_What to produce_.
Search the entries for lines with the string "rejected" and say how many there are, giving only the number.

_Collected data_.

------------------------------

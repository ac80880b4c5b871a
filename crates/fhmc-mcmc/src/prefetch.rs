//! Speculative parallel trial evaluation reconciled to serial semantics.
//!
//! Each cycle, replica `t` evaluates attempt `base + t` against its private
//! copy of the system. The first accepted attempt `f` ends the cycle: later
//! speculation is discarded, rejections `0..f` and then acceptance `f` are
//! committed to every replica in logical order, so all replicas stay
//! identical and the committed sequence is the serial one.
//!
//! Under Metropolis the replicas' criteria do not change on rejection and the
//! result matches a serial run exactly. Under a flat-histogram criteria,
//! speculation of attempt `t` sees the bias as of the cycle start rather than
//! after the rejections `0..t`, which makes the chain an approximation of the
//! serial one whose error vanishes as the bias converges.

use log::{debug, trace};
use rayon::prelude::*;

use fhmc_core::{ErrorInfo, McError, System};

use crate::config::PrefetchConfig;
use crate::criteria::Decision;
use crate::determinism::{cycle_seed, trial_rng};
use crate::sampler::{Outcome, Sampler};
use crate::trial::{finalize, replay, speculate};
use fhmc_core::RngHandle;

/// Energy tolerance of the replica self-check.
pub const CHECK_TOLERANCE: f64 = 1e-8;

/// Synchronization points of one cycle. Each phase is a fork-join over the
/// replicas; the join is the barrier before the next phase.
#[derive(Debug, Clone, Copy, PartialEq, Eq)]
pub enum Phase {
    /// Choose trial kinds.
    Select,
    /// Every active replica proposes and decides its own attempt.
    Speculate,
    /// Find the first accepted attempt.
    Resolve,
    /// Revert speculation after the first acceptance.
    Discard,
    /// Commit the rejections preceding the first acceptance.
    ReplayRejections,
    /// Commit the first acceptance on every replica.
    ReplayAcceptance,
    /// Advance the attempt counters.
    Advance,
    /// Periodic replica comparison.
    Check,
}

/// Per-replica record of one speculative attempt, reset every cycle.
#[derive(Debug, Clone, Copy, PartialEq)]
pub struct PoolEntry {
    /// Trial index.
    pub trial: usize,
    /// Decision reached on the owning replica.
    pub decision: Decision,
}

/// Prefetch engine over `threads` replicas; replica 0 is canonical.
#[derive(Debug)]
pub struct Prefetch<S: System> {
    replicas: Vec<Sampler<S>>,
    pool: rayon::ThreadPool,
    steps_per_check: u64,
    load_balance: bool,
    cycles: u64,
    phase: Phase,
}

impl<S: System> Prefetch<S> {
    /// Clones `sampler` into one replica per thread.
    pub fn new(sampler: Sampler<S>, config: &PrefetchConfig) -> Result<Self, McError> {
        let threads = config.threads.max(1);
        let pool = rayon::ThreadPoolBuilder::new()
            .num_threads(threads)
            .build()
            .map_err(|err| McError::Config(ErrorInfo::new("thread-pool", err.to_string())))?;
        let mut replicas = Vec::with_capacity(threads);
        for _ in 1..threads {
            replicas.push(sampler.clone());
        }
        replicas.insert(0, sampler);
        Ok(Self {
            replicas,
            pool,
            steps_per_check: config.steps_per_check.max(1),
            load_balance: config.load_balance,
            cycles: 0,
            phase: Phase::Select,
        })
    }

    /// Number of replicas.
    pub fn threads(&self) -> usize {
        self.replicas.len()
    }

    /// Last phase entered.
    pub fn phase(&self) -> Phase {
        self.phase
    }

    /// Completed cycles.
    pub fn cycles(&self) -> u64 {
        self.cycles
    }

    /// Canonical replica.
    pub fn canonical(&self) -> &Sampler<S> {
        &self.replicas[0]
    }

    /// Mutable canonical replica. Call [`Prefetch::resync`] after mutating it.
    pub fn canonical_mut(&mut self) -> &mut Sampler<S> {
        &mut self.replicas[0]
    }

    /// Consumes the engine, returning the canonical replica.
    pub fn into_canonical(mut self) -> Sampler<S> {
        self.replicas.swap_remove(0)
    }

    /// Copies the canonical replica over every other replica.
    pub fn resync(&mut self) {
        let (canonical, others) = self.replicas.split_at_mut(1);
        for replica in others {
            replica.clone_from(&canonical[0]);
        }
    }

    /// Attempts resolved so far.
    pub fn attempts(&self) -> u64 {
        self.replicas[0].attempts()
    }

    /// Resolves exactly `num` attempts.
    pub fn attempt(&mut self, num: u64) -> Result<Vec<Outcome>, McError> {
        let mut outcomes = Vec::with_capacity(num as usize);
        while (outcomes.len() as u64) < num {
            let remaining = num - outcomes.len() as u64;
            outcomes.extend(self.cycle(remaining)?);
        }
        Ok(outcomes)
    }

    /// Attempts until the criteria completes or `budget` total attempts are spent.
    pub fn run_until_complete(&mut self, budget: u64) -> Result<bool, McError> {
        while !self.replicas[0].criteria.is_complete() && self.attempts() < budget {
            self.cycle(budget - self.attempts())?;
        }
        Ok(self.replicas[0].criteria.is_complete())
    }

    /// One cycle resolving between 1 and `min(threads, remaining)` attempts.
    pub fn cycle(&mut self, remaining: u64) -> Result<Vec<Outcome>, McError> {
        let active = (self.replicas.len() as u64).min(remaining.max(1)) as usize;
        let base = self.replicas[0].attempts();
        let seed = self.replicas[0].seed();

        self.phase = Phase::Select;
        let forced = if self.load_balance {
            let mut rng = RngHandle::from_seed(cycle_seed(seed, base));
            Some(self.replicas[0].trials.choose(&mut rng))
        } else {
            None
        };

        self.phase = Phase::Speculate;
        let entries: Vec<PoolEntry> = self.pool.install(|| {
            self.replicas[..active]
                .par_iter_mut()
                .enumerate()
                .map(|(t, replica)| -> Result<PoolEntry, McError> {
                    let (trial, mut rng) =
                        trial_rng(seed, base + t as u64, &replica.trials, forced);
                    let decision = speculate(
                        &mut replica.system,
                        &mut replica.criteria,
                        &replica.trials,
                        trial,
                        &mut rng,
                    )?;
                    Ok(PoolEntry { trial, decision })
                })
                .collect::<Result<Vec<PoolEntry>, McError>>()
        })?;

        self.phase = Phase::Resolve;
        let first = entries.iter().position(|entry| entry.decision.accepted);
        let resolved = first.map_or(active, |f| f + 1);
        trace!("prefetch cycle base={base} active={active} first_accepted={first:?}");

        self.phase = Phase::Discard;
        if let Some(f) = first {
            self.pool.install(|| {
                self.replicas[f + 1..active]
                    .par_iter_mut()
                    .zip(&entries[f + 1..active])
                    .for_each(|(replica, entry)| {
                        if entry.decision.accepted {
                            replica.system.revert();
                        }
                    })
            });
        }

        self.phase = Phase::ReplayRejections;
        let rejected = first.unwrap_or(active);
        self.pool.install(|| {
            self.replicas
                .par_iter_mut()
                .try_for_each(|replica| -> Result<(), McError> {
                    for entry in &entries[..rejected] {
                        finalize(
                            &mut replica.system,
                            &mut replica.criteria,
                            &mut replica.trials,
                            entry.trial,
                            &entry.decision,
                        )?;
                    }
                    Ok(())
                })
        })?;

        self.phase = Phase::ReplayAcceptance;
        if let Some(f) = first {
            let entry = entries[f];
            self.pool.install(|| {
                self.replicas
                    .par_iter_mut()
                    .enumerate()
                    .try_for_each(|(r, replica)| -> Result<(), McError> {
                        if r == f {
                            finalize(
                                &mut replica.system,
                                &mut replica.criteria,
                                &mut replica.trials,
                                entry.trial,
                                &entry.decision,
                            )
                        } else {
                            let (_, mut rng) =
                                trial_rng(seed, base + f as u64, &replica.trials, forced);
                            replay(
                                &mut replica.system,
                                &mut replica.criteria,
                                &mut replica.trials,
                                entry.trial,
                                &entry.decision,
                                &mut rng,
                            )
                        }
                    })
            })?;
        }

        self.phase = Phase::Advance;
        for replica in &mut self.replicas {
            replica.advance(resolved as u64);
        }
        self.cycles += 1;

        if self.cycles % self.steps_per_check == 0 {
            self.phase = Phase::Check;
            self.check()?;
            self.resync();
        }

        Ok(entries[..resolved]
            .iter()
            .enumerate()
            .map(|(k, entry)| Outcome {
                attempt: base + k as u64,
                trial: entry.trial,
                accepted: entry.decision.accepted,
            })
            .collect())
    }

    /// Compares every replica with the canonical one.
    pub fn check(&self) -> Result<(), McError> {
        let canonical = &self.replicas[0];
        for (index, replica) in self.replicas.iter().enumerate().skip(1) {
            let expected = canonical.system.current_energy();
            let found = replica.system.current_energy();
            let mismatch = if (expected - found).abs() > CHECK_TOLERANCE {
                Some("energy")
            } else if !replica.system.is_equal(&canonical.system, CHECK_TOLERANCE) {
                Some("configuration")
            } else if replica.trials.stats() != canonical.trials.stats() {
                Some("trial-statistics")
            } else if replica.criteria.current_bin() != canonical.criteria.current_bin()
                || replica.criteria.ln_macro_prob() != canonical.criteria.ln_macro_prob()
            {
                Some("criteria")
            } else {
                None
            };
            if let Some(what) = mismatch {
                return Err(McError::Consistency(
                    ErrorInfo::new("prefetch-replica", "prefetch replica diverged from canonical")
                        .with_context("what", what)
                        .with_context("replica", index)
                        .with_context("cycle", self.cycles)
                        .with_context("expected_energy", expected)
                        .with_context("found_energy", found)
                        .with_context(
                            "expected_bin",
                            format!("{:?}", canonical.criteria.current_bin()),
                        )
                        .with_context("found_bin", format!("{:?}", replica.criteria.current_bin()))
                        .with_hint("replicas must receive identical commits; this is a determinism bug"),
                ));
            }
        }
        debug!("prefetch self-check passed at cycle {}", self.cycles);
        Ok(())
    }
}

------------------------------

_Task output_.
2